Gianna Del Gaudio, svolta nel caso: trovati 3 Dna
Svolta sul caso di Gianna Del Gaudio, durante le indagini sull'omicidio sono stati trovati 3 Dna sconosciuti. Uno è di una donna.
Svolta sul caso di Gianna Del Gaudio, la prof uccisa a coltellate in casa a Seriate nella notte tra il 26 e il 27 agosto del 2016. Durante le indagini sull’omicidio sono stati trovati 3 dna sconosciuti, uno è di una donna.
Il tenente colonnello del RIS di Parma, Alberto Marino, lo ha rivelato questa mattina durante l’udienza in aula al tribunale di Bergamo.
I tre profili misteriosi si aggiungono a quello di Ignoto 1 che è stato ritrovato sui guanti in lattice custoditi nel sacchetto di plastica nel quale c’era anche il cutter che è ritenuto l’arma del delitto.
Ci sarebbero dunque anche un Ignoto 2, il cui Dna è stato ritrovato sulla lama del cutter ed un Ignoto 3 sui guanti, proprio questo è riconducibile ad una donna. Poi c’è anche un Ignoto 4 che è stato ritrovato sotto le unghie della vittima.
Per l’omicidio di Gianna Del Gaudio l’unico ad essere imputato è suo marito Antonio Tizzani, un ex ferroviere che si è sempre dichiarato innocente e ed è sempre rimasto a piede libero.

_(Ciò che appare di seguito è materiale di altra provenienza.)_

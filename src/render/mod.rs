// src/render/mod.rs

mod encode;

pub use encode::{Artifact, encode};

use std::io::{self, Write};
use std::path::{Path, PathBuf};
use std::sync::{Arc, Mutex, PoisonError};

use tokio::io::AsyncWriteExt;

use crate::error::{Result, SidekickError};
use crate::hook::run_hook;
use crate::options::RunOptions;
use crate::payload::SecretPayload;
use crate::resource::{OutputFormat, SecretResource};

/// Writes rendered secrets to disk, or to the dry-run output
pub struct ResourceRenderer {
    options: Arc<RunOptions>,
    dry_run_output: Mutex<Box<dyn Write + Send>>,
}

impl ResourceRenderer {
    pub fn new(options: Arc<RunOptions>) -> Self {
        Self::with_output(options, Box::new(io::stdout()))
    }

    /// Renderer whose dry-run content goes to `output` instead of stdout
    pub fn with_output(options: Arc<RunOptions>, output: Box<dyn Write + Send>) -> Self {
        Self {
            options,
            dry_run_output: Mutex::new(output),
        }
    }

    /// Destination of `resource`, relative names land in the output directory
    pub fn destination(&self, resource: &SecretResource) -> PathBuf {
        let filename = Path::new(&resource.filename);
        if filename.is_absolute() {
            filename.to_path_buf()
        } else {
            self.options.output_dir.join(filename)
        }
    }

    /// Render `payload` for `resource` and run its post-write command.
    ///
    /// An unknown format fails before anything is touched. A command failure
    /// is reported even though the files were written. The command also runs
    /// in dry-run, with the would-be destination as its default argument.
    pub async fn process(&self, resource: &SecretResource, payload: &SecretPayload) -> Result<()> {
        let target = self.destination(resource);
        let format = OutputFormat::parse(&resource.format)?;

        let artifacts = encode(format, &target, resource, payload)?;
        for artifact in &artifacts {
            self.write_file(&artifact.path, &artifact.content, resource.file_mode)
                .await?;
        }

        if let Some(command) = resource.exec.as_deref().filter(|c| !c.trim().is_empty()) {
            run_hook(command, &target, self.options.exec_timeout).await?;
        }

        Ok(())
    }

    async fn write_file(&self, path: &Path, content: &[u8], mode: u32) -> Result<()> {
        if self.options.dry_run {
            tracing::info!(filename = %path.display(), "dry-run: writing content to stdout");
            return self
                .emit_dry_run(path, content)
                .map_err(|e| SidekickError::io(path, e));
        }

        tracing::debug!(filename = %path.display(), mode = %format!("{:o}", mode), "saving the file");

        if let Some(parent) = path.parent() {
            tokio::fs::create_dir_all(parent)
                .await
                .map_err(|e| SidekickError::io(parent, e))?;
        }

        write_with_mode(path, content, mode)
            .await
            .map_err(|e| SidekickError::io(path, e))
    }

    fn emit_dry_run(&self, path: &Path, content: &[u8]) -> io::Result<()> {
        let mut output = self
            .dry_run_output
            .lock()
            .unwrap_or_else(PoisonError::into_inner);
        writeln!(output, "[dry-run] filename: {}", path.display())?;
        output.write_all(content)?;
        writeln!(output)?;
        output.flush()
    }
}

#[cfg(unix)]
async fn write_with_mode(path: &Path, content: &[u8], mode: u32) -> io::Result<()> {
    use std::os::unix::fs::PermissionsExt;

    let mut file = tokio::fs::OpenOptions::new()
        .write(true)
        .create(true)
        .truncate(true)
        .mode(mode)
        .open(path)
        .await?;
    file.write_all(content).await?;
    file.flush().await?;

    // mode only applies on creation
    tokio::fs::set_permissions(path, std::fs::Permissions::from_mode(mode)).await
}

#[cfg(not(unix))]
async fn write_with_mode(path: &Path, content: &[u8], _mode: u32) -> io::Result<()> {
    let mut file = tokio::fs::File::create(path).await?;
    file.write_all(content).await?;
    file.flush().await
}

Gianna Del Gaudio era una professoressa in pensione e fu uccisa nella sua casa di Seriate in provincia di Bergamo con un taglio alla gola. Ad avvertire i soccorsi e i carabinieri era stato proprio suo marito che aveva raccontato di aver visto un ladro incappucciato uscire dalla loro casa e di aver trovato tua moglie in fin di vita sul pavimento della cucina.
I sospetti sul marito di Gianna Del Gaudio sono tanti ma non ci sono ancora prove che possano condannarlo. Ricordiamo la testimonianza da parte di una colf che lavorava nella casa di Tizzani che ha sempre definito aggressivo il suo atteggiamento.
Georgeta Stojan, 57 anni, rumena, di professione baby sitter nell’udienza di martedì 11 febbraio ha parlato del suo rapporto con Antonio Tizzani: “Ho conosciuto Antonio a metà agosto 2017, in modo casuale perchè mi diede un passaggio in auto a Seriate. Quel giorno andò al cimitero. Di fronte al cancello mi disse che sua moglie era morta e che lui aveva bisogno di una colf”.
“Iniziai a lavorare da lui alla fine di quel mese. Secondo quanto accordato, dovevo stare a casa sua 24 ore al giorno per 700 euro al mese, escluso cibo e telefono. Avevo una camera da letto per me, ma dopo tre o quattro giorni mi disse che aveva paura a dormire da solo e mi invitò nel suo letto. Una sera voleva abbracciarmi, ma non abbiamo mai avuto rapporti”.
“Dopo qualche giorno – ha proseguito la donna incalzata dalle domande del pubblico ministero Laura Cocucci – mi diede qualche ora libera e uscii con alcuni miei amici, anche loro rumeni. Lui mi chiamò e mi disse di tornare a casa perché era geloso. Quando arrivai era arrabbiato e agitato. Era molto possessivo, ma io più di una volta gli dissi che non ero sua moglie e che ero lì per lavorare”.